Policies, Regulations and Management Structures

Risk Management Systems

The OLC Group works to prevent and respond to a wide range of business risks in accordance with the OLC Group Risk Management Guidelines.
We have installed a Risk Management Committee to promote effective risk management as standard practice. We have periodically identified and assessed our risks, categorizing them into strategic risks*1 and operational risks*2, the former overseen and managed by the Corporate Strategy Planning Department and the latter by the Risk Management Committee.
 

*1 Strategic risks: Risks that exert a material impact on the sustainability of business
*2 Operational risks: Risks that exert a material impact on the execution of business
 

The Corporation Strategy Planning Department and the Risk Management Committee respectively report their risk management status to the Executive Committee and the Board of Directors to confirm the effectiveness of our risk management.
 

The Emergency Control Center (ECC) is set up to determine how to address an emergency situation as it arises. All OLC Group companies are mandated to swiftly report any identified situations that need to be controlled urgently.
To address the COVID-19 pandemic, we established the Tokyo Disney Resort Infectious Disease Response Coordination Division, with the President of Oriental Land Co., Ltd. as its director. The division makes decisions on important matters concerning the operation of Tokyo Disney Resort, such as limiting attendance at both Theme Parks and reviewing their operating hours.

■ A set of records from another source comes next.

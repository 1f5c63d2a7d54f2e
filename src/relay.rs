//! HTTP dispatch for the relay
//!
//! Each endpoint forwards to exactly one cloud operation. Queue reads go
//! through the [`QueueConsumer`] so that acknowledgments are tracked; every
//! other endpoint is a one-shot forward.
//!
//! ## Endpoints
//!
//! - `GET  /ping`: liveness, answers `pong`
//! - `GET  /health`: consumer state and ack mode
//! - `POST /queue/read?max=N`: poll the queue, body `{"ack_handle": "..."}` or empty
//! - `POST /queue/send`: enqueue the body, `x-deduplication-id` header required
//! - `POST /object/upload`: store the body under the `x-object-key` header
//! - `GET  /object/download`: fetch the object named by `x-object-key`
//! - `POST /topic/publish`: publish the body to the configured topic
//! - `POST /item/write`: store the body under `x-hash-key` / `x-range-key`
//! - `GET  /item/read`: fetch the item under `x-hash-key` / `x-range-key`

use crate::aws::AwsClients;
use crate::config::{ResponseShape, MAX_RECEIVE_BATCH};
use crate::dynamodb::ItemKey;
use crate::error::{RelayError, Result};
use crate::queue::consumer::QueueConsumer;
use crate::queue::QueueHandle;
use bytes::Bytes;
use http_body_util::{BodyExt, Full};
use hyper::body::Body;
use hyper::header::{HeaderMap, HeaderValue, CONTENT_LENGTH, CONTENT_TYPE};
use hyper::{Method, Request, Response, StatusCode};
use serde::Deserialize;
use std::fmt::Display;
use std::sync::Arc;
use tracing::{debug, error, warn};

/// Header carrying the deduplication key of a queue send
pub const DEDUPLICATION_ID_HEADER: &str = "x-deduplication-id";

/// Header naming the object to upload or download
pub const OBJECT_KEY_HEADER: &str = "x-object-key";

/// Headers naming the item to read or write
pub const HASH_KEY_HEADER: &str = "x-hash-key";
pub const RANGE_KEY_HEADER: &str = "x-range-key";

/// Body of a queue read
#[derive(Debug, Default, Deserialize)]
pub struct ReadRequest {
    /// Handle of the message the caller has finished with
    #[serde(default)]
    pub ack_handle: Option<QueueHandle>,
}

/// Request dispatcher for the relay
pub struct RelayHandler {
    consumer: Arc<QueueConsumer>,
    response_shape: ResponseShape,
    default_max_messages: u32,
    aws_clients: Option<Arc<AwsClients>>,
}

impl RelayHandler {
    /// Creates a handler that only serves the queue endpoints
    pub fn new(
        consumer: Arc<QueueConsumer>,
        response_shape: ResponseShape,
        default_max_messages: u32,
    ) -> Self {
        Self {
            consumer,
            response_shape,
            default_max_messages,
            aws_clients: None,
        }
    }

    /// Creates a handler serving every endpoint
    pub fn with_aws(
        consumer: Arc<QueueConsumer>,
        response_shape: ResponseShape,
        default_max_messages: u32,
        aws_clients: Arc<AwsClients>,
    ) -> Self {
        Self {
            aws_clients: Some(aws_clients),
            ..Self::new(consumer, response_shape, default_max_messages)
        }
    }

    fn aws(&self) -> Result<&AwsClients> {
        self.aws_clients
            .as_deref()
            .ok_or_else(|| RelayError::Config("AWS clients not configured".to_string()))
    }

    /// Handles one HTTP request; failures become JSON error responses
    pub async fn handle<B>(&self, req: Request<B>) -> Response<Full<Bytes>>
    where
        B: Body,
        B::Error: Display,
    {
        let method = req.method().clone();
        let path = req.uri().path().to_string();
        debug!(method = %method, path = %path, "Relaying request");

        match self.dispatch(req).await {
            Ok(response) => response,
            Err(e) => {
                let status = e.status_code();
                if status.is_server_error() {
                    error!(method = %method, path = %path, error = %e, "Request failed");
                } else {
                    warn!(method = %method, path = %path, error = %e, "Request rejected");
                }
                json_response(status, &serde_json::json!({ "error": e.to_string() }))
            }
        }
    }

    async fn dispatch<B>(&self, req: Request<B>) -> Result<Response<Full<Bytes>>>
    where
        B: Body,
        B::Error: Display,
    {
        let (parts, body) = req.into_parts();
        let method = parts.method;
        let headers = parts.headers;

        match (&method, parts.uri.path()) {
            (&Method::GET, "/ping") => Ok(text_response(StatusCode::OK, "text/plain", "pong")),
            (&Method::GET, "/health") => self.handle_health().await,
            (&Method::POST, "/queue/read") => {
                let max_count = self.max_count(parts.uri.query())?;
                let body = read_body(body).await?;
                self.handle_queue_read(max_count, &body).await
            }
            (&Method::POST, "/queue/send") => {
                let body = read_body(body).await?;
                self.handle_queue_send(&headers, body).await
            }
            (&Method::POST, "/object/upload") => {
                let body = read_body(body).await?;
                self.handle_object_upload(&headers, body).await
            }
            (&Method::GET, "/object/download") => self.handle_object_download(&headers).await,
            (&Method::POST, "/topic/publish") => {
                let body = read_body(body).await?;
                self.handle_topic_publish(body).await
            }
            (&Method::POST, "/item/write") => {
                let body = read_body(body).await?;
                self.handle_item_write(&headers, body).await
            }
            (&Method::GET, "/item/read") => self.handle_item_read(&headers).await,
            _ => Ok(json_response(
                StatusCode::NOT_FOUND,
                &serde_json::json!({ "error": "Not found" }),
            )),
        }
    }

    async fn handle_health(&self) -> Result<Response<Full<Bytes>>> {
        let state = self.consumer.state().await;
        Ok(json_response(
            StatusCode::OK,
            &serde_json::json!({
                "status": "ok",
                "queue": {
                    "state": state,
                    "ack_mode": self.consumer.ack_mode().to_string(),
                }
            }),
        ))
    }

    // ========================================================================
    // Queue
    // ========================================================================

    /// Batch size from the `max` query parameter, or the configured default
    fn max_count(&self, query: Option<&str>) -> Result<u32> {
        let Some(raw) = query_param(query, "max") else {
            return Ok(self.default_max_messages);
        };
        match raw.parse::<u32>() {
            Ok(max) if (1..=MAX_RECEIVE_BATCH).contains(&max) => Ok(max),
            _ => Err(RelayError::InvalidRequest(format!(
                "max must be between 1 and {}, got {:?}",
                MAX_RECEIVE_BATCH, raw
            ))),
        }
    }

    async fn handle_queue_read(&self, max_count: u32, body: &[u8]) -> Result<Response<Full<Bytes>>> {
        let request = if body.iter().all(u8::is_ascii_whitespace) {
            ReadRequest::default()
        } else {
            serde_json::from_slice::<ReadRequest>(body)
                .map_err(|e| RelayError::InvalidRequest(format!("Invalid read request: {}", e)))?
        };

        let messages = self.consumer.poll(max_count, request.ack_handle).await?;

        let payload = match self.response_shape {
            ResponseShape::Batch => serde_json::to_value(&messages)?,
            ResponseShape::Latest => serde_json::to_value(messages.last())?,
        };
        Ok(json_response(StatusCode::OK, &payload))
    }

    async fn handle_queue_send(&self, headers: &HeaderMap, body: Bytes) -> Result<Response<Full<Bytes>>> {
        let deduplication_key = required_header(headers, DEDUPLICATION_ID_HEADER)?;
        let message = utf8_body(body)?;

        self.consumer.send(deduplication_key, &message).await?;
        Ok(json_response(StatusCode::OK, &serde_json::json!({ "success": true })))
    }

    // ========================================================================
    // Object storage
    // ========================================================================

    async fn handle_object_upload(&self, headers: &HeaderMap, body: Bytes) -> Result<Response<Full<Bytes>>> {
        let key = required_header(headers, OBJECT_KEY_HEADER)?;
        let aws = self.aws()?;
        aws.objects.upload(key, body).await?;
        Ok(json_response(
            StatusCode::OK,
            &serde_json::json!({ "success": true, "key": key }),
        ))
    }

    async fn handle_object_download(&self, headers: &HeaderMap) -> Result<Response<Full<Bytes>>> {
        let key = required_header(headers, OBJECT_KEY_HEADER)?;
        let aws = self.aws()?;
        let data = aws.objects.download(key).await?;

        let content_length = HeaderValue::from(data.len());
        let mut response = text_response(StatusCode::OK, "application/octet-stream", data);
        response.headers_mut().insert(CONTENT_LENGTH, content_length);
        Ok(response)
    }

    // ========================================================================
    // Topic
    // ========================================================================

    async fn handle_topic_publish(&self, body: Bytes) -> Result<Response<Full<Bytes>>> {
        let message = utf8_body(body)?;
        let aws = self.aws()?;
        let message_id = aws.topic.publish(&message).await?;
        Ok(json_response(
            StatusCode::OK,
            &serde_json::json!({ "message_id": message_id }),
        ))
    }

    // ========================================================================
    // Items
    // ========================================================================

    async fn handle_item_write(&self, headers: &HeaderMap, body: Bytes) -> Result<Response<Full<Bytes>>> {
        let key = item_key(headers)?;
        let data = utf8_body(body)?;
        let aws = self.aws()?;
        aws.items.write(&key, &data).await?;
        Ok(json_response(StatusCode::OK, &serde_json::json!({ "success": true })))
    }

    async fn handle_item_read(&self, headers: &HeaderMap) -> Result<Response<Full<Bytes>>> {
        let key = item_key(headers)?;
        let aws = self.aws()?;
        match aws.items.read(&key).await? {
            Some(data) => Ok(text_response(StatusCode::OK, "text/plain", data)),
            None => Err(RelayError::NotFound(format!(
                "item {}/{}",
                key.hash_key, key.range_key
            ))),
        }
    }
}

async fn read_body<B>(body: B) -> Result<Bytes>
where
    B: Body,
    B::Error: Display,
{
    body.collect()
        .await
        .map(|collected| collected.to_bytes())
        .map_err(|e| RelayError::InvalidRequest(format!("Failed to read request body: {}", e)))
}

fn utf8_body(body: Bytes) -> Result<String> {
    let text = String::from_utf8(body.to_vec())
        .map_err(|_| RelayError::InvalidRequest("Body must be valid UTF-8".to_string()))?;
    if text.is_empty() {
        return Err(RelayError::InvalidRequest("Body must not be empty".to_string()));
    }
    Ok(text)
}

fn required_header<'a>(headers: &'a HeaderMap, name: &str) -> Result<&'a str> {
    headers
        .get(name)
        .and_then(|v| v.to_str().ok())
        .map(str::trim)
        .filter(|v| !v.is_empty())
        .ok_or_else(|| RelayError::InvalidRequest(format!("Missing {} header", name)))
}

fn item_key(headers: &HeaderMap) -> Result<ItemKey> {
    ItemKey::new(
        required_header(headers, HASH_KEY_HEADER)?,
        required_header(headers, RANGE_KEY_HEADER)?,
    )
}

/// Percent-decoded value of the first `name` parameter in `query`
fn query_param(query: Option<&str>, name: &str) -> Option<String> {
    url::form_urlencoded::parse(query?.as_bytes())
        .find(|(key, _)| key == name)
        .map(|(_, value)| value.into_owned())
}

fn json_response(status: StatusCode, value: &serde_json::Value) -> Response<Full<Bytes>> {
    text_response(status, "application/json", value.to_string())
}

fn text_response(
    status: StatusCode,
    content_type: &'static str,
    body: impl Into<Bytes>,
) -> Response<Full<Bytes>> {
    let mut response = Response::new(Full::new(body.into()));
    *response.status_mut() = status;
    response
        .headers_mut()
        .insert(CONTENT_TYPE, HeaderValue::from_static(content_type));
    response
}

Specific Risks Handled by the ECC

Earthquakes, fires, typhoons, snow, lightning, power outages, accidents, food poisoning, infectious diseases, and terrorism, among other risks

Business Continuity Plan (BCP) Initiatives

Our Group has set up the Emergency Control Center (ECC) as the organization that supervises response in an emergency such as an earthquake, fire or typhoon to minimize damage to people, and property, enabling the swift resumption of operations. Since the Great East Japan Earthquake in March 2011, we have worked to ensure that operations would be able to continue if a large-scale disaster strikes and are currently considering further initiatives related to our Business Continuity Plan (BCP).
In February 2019, we shifted to a method of financing that sets a loan drawdown of between ¥5 billion and ¥150 billion, with the amount to be determined by our Group if an earthquake materializes.

 

Following the Great Hanshin-Awaji Earthquake in January 1995, we introduced an Earthquake Risk Countermeasure Financing Type Term Loan with the aim of securing liquidity on hand to continue business. This financial preparedness played a part in enabling us to continue business and achieve a rapid recovery in performance when the Great East Japan Earthquake struck. We also review the content of our finances in alignment with our management strategy and the business environment. In addition to being able to increase the financing amount, the new plan allows us to minimize costs by not having to execute the financing until the capital is needed. If an earthquake measuring M7.9 or greater occurs, although the banks can decide whether to request early repayment, our Group can choose to make the loan repayment with cash or other assets, which means the exercise of stock acquisition rights will be extremely limited.

 

Information Security Management Systems

Our Group Basic Policy on Information Security lays out the basic policy and procedure for information management. Specific guidelines for action are set forth in the OLC Group Information Security Policy, and we are developing an information security management system that conforms to this policy. Information management is controlled by the Information Security Management Committee, a sub-committee under the Risk Management Committee. Chaired by the Executive Director of the General Affairs Department, the sub-committee works to raise the level of information security management within our group by monitoring compliance with the OLC Group Information Security Policy and developing plans for employee training and awareness programs.

In January 2013, we established the OLC Group Guidelines on Social Media, which set forth rules on management and communication of information through social media. These guidelines serve to enhance our Group’s information security including in the social media channels.

Since June 2021, the Vice Chairman of the Risk Management Committee, the Supervisor of the Corporate Strategy Planning Division (Executive Director and Executive Vice President Officer), has been in charge of company-wide Information Technology operations including degital security. 

The OLC Group Basic Policy on Information Security
(Established March 2005)

  1. The OLC Group shall ensure the proper management of all information related to its business operations (“Information Assets” hereinafter), by identifying its owner, its value as an information asset, the level of confidentiality, and rights of access.
  2. The OLC Group has established an information security policy (“Policy” hereinafter), setting forth specific procedures to be followed by OLC Group companies and specific actions to be taken by executives and employees in the management of information.
  3. The OLC Group, its executives and employees, shall abide by applicable laws governing the management and handling of Information Assets.
  4. The OLC Group shall take appropriate technical security measures when processing or holding its Information Assets in an information system and/or network.
  5. The OLC Group shall offer scheduled training and education to its executives and employees to familiarize them with information security management policy and procedures.
  6. The OLC Group shall review the documents and controls adopted for the Policy and other basic policies etc., and shall monitor compliance with these policies and procedures on a continuous basis.

Our Group ensures that customers' and Guests' personal information is protected. The handling of personal information is periodically checked by the departments in charge, as well as audited by other departments.